Kayyum, daha önce Diyarbakır ve Van Büyükşehir Belediyelerini 1’er buçuk milyar TL, Mardin’i ise 1 milyar TL borca batıran sistemin adıdır. Kayyum, belediye emekçisi yoklukla boğuşurken, belediyeye alınan 1.600 kilo fıstıklı baklavanın faturasıdır. Kayyum, altın varaklı, ceylan derisi koltuklu makam odalarında tarikat şeyhleri ağırlanacak diye halkın cebinden çıkan denetimsiz paralardır.
Kayyum, halkın iradesine idari darbedir!
Kayyum, AKP ile demokrasinin ne kadar yan yana gelebileceğinin turnusolüdür. Diyarbakır Büyükşehir Belediyesi’ne atanan kayyumun ilk icraatının, Atatürk portresinin yerini değiştirerek dev bir Tayyip Erdoğan portresi asmak olması, zihniyeti ve niyeti bir kez daha ortaya koymuştur.

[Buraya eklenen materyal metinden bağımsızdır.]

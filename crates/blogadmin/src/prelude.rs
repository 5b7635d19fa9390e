pub use crate::error::Error;

pub use anstream::eprintln;
pub use anstream::println;
pub use color_eyre::eyre::{eyre, Context, Result};
pub use std::format as f;

pub fn new_table() -> prettytable::Table {
    let mut table = prettytable::Table::new();

    let format = prettytable::format::FormatBuilder::new()
        .padding(1, 1)
        .build();

    table.set_format(format);

    table
}

/// Ask a yes/no question on the terminal. Anything but `y`/`yes` is a no.
pub fn confirm(question: &str) -> Result<bool> {
    use std::io::Write;

    eprint!("{question} [y/N] ");
    std::io::stderr().flush()?;

    let mut answer = String::new();
    std::io::stdin()
        .read_line(&mut answer)
        .context("Failed to read confirmation")?;

    Ok(matches!(answer.trim().to_lowercase().as_str(), "y" | "yes"))
}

Bu bir ‘bölge’ meselesi değil, Türkiye meselesidir. Bir kez daha anlaşılmıştır ki, AKP, kendisine yaramayan hiçbir iradeyi milli irade kabul etmemekte; cumhuriyetin yapıtaşı olan demokrasiyi sindirmemektedir. Bu gerçeği anlayan, darbeyi aratmayan bu hamleye tepki gösteren kamuoyu ise her zamanki gibi iktidar ve yandaşları tarafından teröre destekle suçlanmaya başlamıştır.

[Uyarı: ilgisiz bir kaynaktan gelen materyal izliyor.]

//! Outbound status surface.

/// Receives the human-readable trace of a run.
///
/// `update_status` is called on every scheduler decision and significant
/// sub-step. `stop_run` is terminal and carries a reason distinct from any
/// routine update.
pub trait StatusSink {
    fn update_status(&mut self, message: &str);

    fn stop_run(&mut self, reason: &str);
}

/// Discards everything. Useful when only the ledger effects matter.
#[derive(Clone, Copy, Debug, Default)]
pub struct NullStatus;

impl StatusSink for NullStatus {
    fn update_status(&mut self, _message: &str) {}

    fn stop_run(&mut self, _reason: &str) {}
}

Memur zammı için yapılan görüşmelerdeki yalanlara tepki gösterenlerin bile terörist olmakla suçlandığı şu günlerde bilinsin ki, bu taktik artık işe yaramamaktadır. Bu mesele bir terör meselesi değildir. Bu mesele bir ‘bölge’ meselesi değildir. Bu mesele, tüm Türkiye’nin meselesidir ve bunun sadece iki tarafı vardır: Demokrasiden yana olanlar ve olmayanlar. Başkanların suçu varsa; ‘yargı kararı ile ispatlanmamış hiç kimsenin suçlu kabul edilemeyeceği, evrensel masumiyet karinesinin çiğnenmemesi gerekmekle beraber’, suça karışanların görevlerine nasıl son verileceği ve yerine nasıl başkan seçileceği hukuki kurallarla sabittir. Bu antidemokratik, çağdışı tablonun reva görüldüğü ülkemizde, biz eğitimcilerden, öğrencilerimize demokrasi eğitimi vermemiz beklenmektedir! Oysa ülkemizi, bir yerel seçimi bile yapılamayan; insanlarımızı da kendi yerel yöneticisini bile seçemeyen bir pozisyona düşürmek, demokrasi eğitiminde neyin ‘nasıl olmaması’ gerektiğini gösteren ibretlik bir örnektir.
Eğitim-İş olarak, her zamanki gibi demokrasiyi savunmaya devam ediyor ve bu antidemokratik kayyum operasyonunu protesto ediyoruz. Darbeyi aratmayan bu hamleyi yapanlar bilmelidir ki, adalet ve demokrasi, gün gelip onlara da lazım olacaktır.”